Even Italy from this point of view is not doing well. Apart from the aging of the population, the low birth rate and the citizenship income that certainly did not favor the rush to work, there are 2.3 million unemployed, with 1.8% of jobs vacant. It is the highest level since 2016, the year in which the time series began.
Work in the post-pandemic: a lot of demand and little supply
In the summer season, restaurants could not find cooks and waiters, as has been the case in many segments of the tourism sector. And the problem is becoming structural. It also affects high-tech professions that could help the country break out of a historic technology gap. Companies fail to find 30% of IT and physicists they need, 28% of mechanical workers and 46% of production technicians . Among the causes: lack of career guidance, early school leaving and low salaries.
In the Netherlands, government subsidies prevented thousands of layoffs, but caused another crisis: in the second quarter, vacancies exceeded those of the unemployed and for every 106 job vacancies there was an average of 100 unemployed. The sectors most affected: services, trade and health.

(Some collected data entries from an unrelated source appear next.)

// src/core/store.rs

use std::collections::BTreeMap;
use std::fs;
use std::path::Path;

use color_eyre::eyre::{Result, WrapErr};
use hickory_resolver::proto::rr::Name;
use serde::Serialize;
use serde_json::ser::{PrettyFormatter, Serializer};
use tracing::warn;

use crate::core::models::HostRecord;

/// Records keyed by hostname, in sorted key order.
pub type ScanRecords = BTreeMap<String, HostRecord>;

/// Parses the hostname list: one name per line.
///
/// Surrounding whitespace is trimmed and blank lines are ignored. Lines that
/// are not valid DNS names are dropped with a warning, since every name ends
/// up as an argument to external tools.
pub fn parse_hostnames(content: &str) -> Vec<String> {
    content
        .lines()
        .map(str::trim)
        .filter(|line| !line.is_empty())
        .filter(|line| {
            let valid = is_valid_hostname(line);
            if !valid {
                warn!(line, "Skipping invalid hostname.");
            }
            valid
        })
        .map(str::to_string)
        .collect()
}

/// ASCII names are checked without IDNA rules, so labels such as `my_host` survive.
fn is_valid_hostname(name: &str) -> bool {
    if name.starts_with('-') || name.chars().any(|c| c.is_whitespace() || c.is_control()) {
        return false;
    }
    if name.is_ascii() {
        Name::from_ascii(name).is_ok()
    } else {
        Name::from_utf8(name).is_ok()
    }
}

pub fn load_hostnames(path: &Path) -> Result<Vec<String>> {
    let content = fs::read_to_string(path)
        .wrap_err_with(|| format!("failed to read hostname list: {}", path.display()))?;
    Ok(parse_hostnames(&content))
}

/// Serializes records with every object's keys sorted and four-space indentation.
pub fn records_to_json(records: &ScanRecords) -> Result<String> {
    // Going through `Value` sorts the fields of each record as well.
    let value = serde_json::to_value(records).wrap_err("failed to encode host records")?;
    let mut buf = Vec::new();
    let mut ser = Serializer::with_formatter(&mut buf, PrettyFormatter::with_indent(b"    "));
    value.serialize(&mut ser).wrap_err("failed to format host records")?;
    String::from_utf8(buf).wrap_err("host records are not valid UTF-8")
}

pub fn write_records(path: &Path, records: &ScanRecords) -> Result<()> {
    let json = records_to_json(records)?;
    fs::write(path, json).wrap_err_with(|| format!("failed to write records: {}", path.display()))
}

pub fn read_records(path: &Path) -> Result<ScanRecords> {
    let content = fs::read_to_string(path)
        .wrap_err_with(|| format!("failed to read records: {}", path.display()))?;
    serde_json::from_str(&content).wrap_err_with(|| format!("malformed record file: {}", path.display()))
}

The British government, on this front in serious difficulty, has just given the green light to the granting of 800 temporary visas for EU butchers. The National Association of Pig Breeders has raised the alarm precisely because of the lack of qualified operators in slaughterhouses. And the same happens with truckers, the ultimate cause of the lack of fuel in the country’s service stations or on the half-empty shelves of many supermarkets. Similar problem also with construction workers, waiters or fruit and vegetable pickers.
Labor shortages will force employers to invest once and for all in more capital goods, more professional training and better salaries.
In the United States, the labor shortage looks set to last for a long time.
A report by the Department of Labor found a record 9.3 million jobs available in April, while only 266,000 people left the unemployment lists that month. August was a month marked by the slowdown, with job vacancies exceeding 10 million, according to the Labor Department, one million more than candidates.
Some companies have complained to the White House and Congress that they are having serious hiring difficulties, especially in low-paid part-time jobs. The heart of the problem, therefore, according to experts, is not so much the shortage of manpower, but the re-evaluation or reformulation of work, including the training of workers. Before the pandemic, automation and globalization had transformed the way of working and entrepreneurs had already sounded the alarm about the shortage of qualified figures.
The lack of manpower is particularly evident now, with numerous retail and related industries offering seasonal work ahead of the big shopping season, from Black Friday to Christmas.
Those who do not seem to have problems are the large companies of internet commerce. Amazon, first and foremost, announced in September that it plans to hire 125,000 workers in the United States to expand its logistics system.
The $ 18 an hour wage seems to justify Biden’s exhortation to pay more.